The task
In the records below, find each line holding the word "storage" and copy it.

'''

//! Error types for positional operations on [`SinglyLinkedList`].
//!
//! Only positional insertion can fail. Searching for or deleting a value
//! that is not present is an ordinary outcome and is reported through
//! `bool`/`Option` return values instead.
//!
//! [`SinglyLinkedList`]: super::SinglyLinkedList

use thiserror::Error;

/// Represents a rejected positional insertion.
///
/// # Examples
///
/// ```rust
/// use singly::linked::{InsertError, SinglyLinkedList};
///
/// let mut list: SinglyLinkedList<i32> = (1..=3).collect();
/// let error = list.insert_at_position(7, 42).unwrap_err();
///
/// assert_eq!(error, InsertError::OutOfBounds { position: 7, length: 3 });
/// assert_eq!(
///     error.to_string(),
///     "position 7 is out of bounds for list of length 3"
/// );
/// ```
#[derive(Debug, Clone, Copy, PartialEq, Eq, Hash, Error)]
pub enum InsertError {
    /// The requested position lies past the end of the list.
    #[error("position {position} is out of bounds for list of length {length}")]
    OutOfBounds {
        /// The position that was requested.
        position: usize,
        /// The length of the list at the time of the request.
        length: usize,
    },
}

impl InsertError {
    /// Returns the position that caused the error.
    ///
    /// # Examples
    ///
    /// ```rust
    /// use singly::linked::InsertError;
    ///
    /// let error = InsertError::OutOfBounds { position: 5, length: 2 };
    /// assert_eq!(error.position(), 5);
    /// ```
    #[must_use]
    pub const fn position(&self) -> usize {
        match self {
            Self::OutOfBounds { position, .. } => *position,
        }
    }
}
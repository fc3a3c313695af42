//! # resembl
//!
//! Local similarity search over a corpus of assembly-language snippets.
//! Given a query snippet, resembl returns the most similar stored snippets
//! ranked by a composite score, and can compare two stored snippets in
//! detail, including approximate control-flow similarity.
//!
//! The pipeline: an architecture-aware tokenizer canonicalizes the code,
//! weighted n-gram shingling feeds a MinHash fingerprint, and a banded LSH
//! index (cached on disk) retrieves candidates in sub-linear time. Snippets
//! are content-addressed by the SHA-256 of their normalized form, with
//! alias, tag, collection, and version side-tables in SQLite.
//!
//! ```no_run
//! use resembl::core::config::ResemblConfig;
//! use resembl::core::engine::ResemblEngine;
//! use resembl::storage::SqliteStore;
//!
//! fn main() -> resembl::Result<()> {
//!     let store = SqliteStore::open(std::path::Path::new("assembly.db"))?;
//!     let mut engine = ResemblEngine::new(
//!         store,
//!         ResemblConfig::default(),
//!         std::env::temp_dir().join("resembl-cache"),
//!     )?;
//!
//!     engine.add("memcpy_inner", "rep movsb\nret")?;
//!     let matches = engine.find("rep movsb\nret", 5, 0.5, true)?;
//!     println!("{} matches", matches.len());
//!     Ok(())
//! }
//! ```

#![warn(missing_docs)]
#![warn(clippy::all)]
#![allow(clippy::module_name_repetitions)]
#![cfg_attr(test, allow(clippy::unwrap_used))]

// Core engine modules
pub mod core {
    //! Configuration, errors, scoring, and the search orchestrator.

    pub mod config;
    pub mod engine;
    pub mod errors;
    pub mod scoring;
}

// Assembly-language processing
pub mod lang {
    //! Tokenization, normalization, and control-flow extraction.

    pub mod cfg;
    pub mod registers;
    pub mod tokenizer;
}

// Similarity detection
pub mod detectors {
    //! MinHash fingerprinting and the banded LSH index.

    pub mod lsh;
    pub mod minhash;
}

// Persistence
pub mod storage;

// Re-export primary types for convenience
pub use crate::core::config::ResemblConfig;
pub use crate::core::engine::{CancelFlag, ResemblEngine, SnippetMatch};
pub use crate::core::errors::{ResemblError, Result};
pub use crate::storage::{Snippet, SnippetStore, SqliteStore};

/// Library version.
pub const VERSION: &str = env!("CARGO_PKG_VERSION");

'''

Written response
//! use resembl::storage::SqliteStore;
pub mod storage;
pub use crate::storage::{Snippet, SnippetStore, SqliteStore};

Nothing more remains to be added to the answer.